IIS 7.5 Load Balancing--do Sessions stick to the originating server?

0
votes

Apologies if there is an answer already out here but I've looked at over 2 dozen threads and can't find the specific answer.

So, for our ASP.NET (2.0) application, our infrastructure team set up a load balancer machine that has two IIS 7.5 servers. We have a network file server where the single copy of the application files reside. I know very little about the inner workings of load-balancing and even IIS in general.

My question is regarding sessions. I guess I'm wondering if the 'balancing' part is based on sessions or on individual page requests.

For example, when a user first logs in to the site, he's authenticated (forms), but then while he navigates around from page to page--does IIS 7.5 automatically "lock him in" to the particular server that first logged him in and authenticated him, or could his page requests alternate from one server to the next?

If the requests do indeed alternate, what problems might I face? I've read a bit about duplicating the MachineKey, but we have done nothing in web.config regarding MachineKey--it does not exist there at all.
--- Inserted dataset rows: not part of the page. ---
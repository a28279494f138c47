//! GraphQL documents sent to the catalog.

pub const SEARCH_PAGE_SIZE: u32 = 10;

pub const SEARCH_QUERY: &str = r#"
query ($search: String, $perPage: Int) {
  Page(page: 1, perPage: $perPage) {
    media(search: $search, type: ANIME) {
      id
      title { romaji english native }
      coverImage { large medium }
      status
      nextAiringEpisode { airingAt episode }
      episodes
      season
      seasonYear
      genres
      averageScore
    }
  }
}
"#;

pub const DETAILS_QUERY: &str = r#"
query ($id: Int) {
  Media(id: $id, type: ANIME) {
    id
    title { romaji english native }
    description
    coverImage { extraLarge large medium }
    bannerImage
    status
    episodes
    nextAiringEpisode { airingAt timeUntilAiring episode }
    airingSchedule(notYetAired: true, perPage: 5) {
      nodes { episode airingAt }
    }
    externalLinks { url site }
    season
    seasonYear
    startDate { year month day }
    endDate { year month day }
    genres
    averageScore
    studios(isMain: true) {
      nodes { name }
    }
  }
}
"#;

pub const BULK_STATUS_QUERY: &str = r#"
query ($ids: [Int], $perPage: Int) {
  Page(page: 1, perPage: $perPage) {
    media(id_in: $ids, type: ANIME) {
      id
      status
      episodes
      nextAiringEpisode { airingAt timeUntilAiring episode }
    }
  }
}
"#;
I will add that we are not experiencing any issues (that we know of anyway) regarding authentication, session objects, etc. - the site is working very well, the question is more academic, and I just want to make sure I'm not missing something that may bite me down the road.

Thanks, Jim

1
asp.netiis-7.5load-balancing
You need same MachineKey on your servers for the encryption purposes. For example, if you don't have sticky session, your page may postback to different server. Without same machine key your second server will not be able to read the viewstate, etc. And then there is password hashing, etc. stackoverflow.com/questions/6801019/machinekey-on-web-farm.T.S.
See this answer stackoverflow.com/questions/16194328/…T.S.

1 Answers

2
votes

while he navigates around from page to page--does IIS 7.5 automatically "lock him in" to the particular server that first logged him in and authenticated him

That depends on the configuration of the load balancer and is beyond the scope of a single IIS. Since you haven't provided any information on what actual balancer you use, I can only provide a general information - regardless of the balancer type (hardware, software), it can be configured for so called "sticky sessions". In such mode, you are guaranteed that once a browser establishes connection to your cluster, it will always hit the same server. There are two example techniques - in first, the balancer just creates a virtual mapping from source IP addresses to cluster node numbers (which means that multiple requests from the same IP hit the same server), in second - the balancer attaches an additional HTTP cookie/header that allows it to recognize the same client and direct it to the same node.

Note that the term "session" has nothing to do with the server side "session" where you have a per-user container. Session here means "client side session", a single browser on a single operating system and a series of request-replies from it to your server.

If the requests do indeed alternate, what problems might I face

Multiple issues. First, encryption, if relies on machine key, will not work. This means that even forms cookies would be rejected by cluster nodes other than the one that issued the cookie. A solution is to have the same machine key on all nodes.

Another common issue would be the inproc session provider - any data stored in the memory of one application server will not "magically" appear on other cluster nodes, thus, making the session data unavailable. A solution is to configure the session to be stored in a separate process, for example in a sql server database.

I will add that we are not experiencing any issues (that we know of anyway) regarding authentication, session objects

Sounds like a positive coincidence or the infrastructure team has already configured sticky sessions. The latter sounds possible, the configuration is usually obvious and easy.